Is my ex-wife required to tell me if she is getting remarried?
I do not practice law in your state. Therefore, I cannot inform you as to the specific laws of your state and can only provide you with general tips on your situation.
There may be no requirement for your ex-wife to provide you with that information. Your state may or may not have a law that requires this information to be shared.
In Wisconsin, where I practice law, there is no law that would require this information to be provided. However, if two parents share joint legal custody and placement, then the presumption is that one parent is informing the other parent of major life events that would affect the children.
Remember, I am unable to provide you with anything more than tips on your situation, so please consult a domestic litigation attorney in your area to obtain specific advice as to the laws in your state and how they impact your potential case.

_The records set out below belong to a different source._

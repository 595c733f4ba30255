use std::fmt::{Debug, Display};

use axum::http::StatusCode;
use axum::response::IntoResponse;

pub struct ServerError(pub(crate) color_eyre::Report, pub(crate) StatusCode);

impl Display for ServerError {
    fn fmt(&self, f: &mut std::fmt::Formatter<'_>) -> std::fmt::Result {
        Display::fmt(&self.0, f)
    }
}

impl Debug for ServerError {
    fn fmt(&self, f: &mut std::fmt::Formatter<'_>) -> std::fmt::Result {
        f.write_fmt(format_args!("Status Code: {}\n", self.1))?;

        Debug::fmt(&self.0, f)
    }
}

impl IntoResponse for ServerError {
    fn into_response(self) -> axum::response::Response {
        tracing::error!(error = ?self, "ServerError");

        (self.1, self.0.to_string()).into_response()
    }
}

impl From<color_eyre::Report> for ServerError {
    fn from(err: color_eyre::Report) -> Self {
        ServerError(err, StatusCode::INTERNAL_SERVER_ERROR)
    }
}
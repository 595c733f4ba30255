use recipes::Catalog;

use crate::Result;

pub(crate) fn validate() -> Result<()> {
    let catalog = Catalog::from_embedded()?;

    catalog.validate()?;

    println!(
        "{} recipes, {} authors, {} categories",
        catalog.recipes().len(),
        catalog.authors().len(),
        catalog.categories().len()
    );

    Ok(())
}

To arrange an initial consultation to discuss divorce rights for men with a Cordell & Cordell attorney, contact Cordell & Cordell.
2 comments on “Does My Ex-Wife Have To Tell Me If She Remarries?”
I am not a lawyer but from my personal experience, it will all come down to what the language about stopping alimony in your order is. Generally that type of support stops when the person receiving payments, remarries. However, giving notice of the marriage is something that should be done as your order states and only reverts to what the law might say, if your order doesn’t specify how notice be given or what the time frame on it might be.
It is possible that, like child support being adjusted when a child turns 18 or graduates, it’s up to person making payments to ask for the modification. My guess is that you should be able to file and let the courts know about it the marriage yourself and I’d at least take the chance of asking for what you’ve overpaid back. Especially if there is anything that required her to notify you or any other provision in your order for the alimony to stop upon a certain event. Go over your order and get to know it front to back!
I just found out that my ex has been married for over a year and I’m still paying alimony. I am newly married and I feel I should no longer be obligated to pay her when she has a spouse that supports her as well. Please let me know what I can do to stop paying paying. I have a new wife to support and this is a big financial strain on us.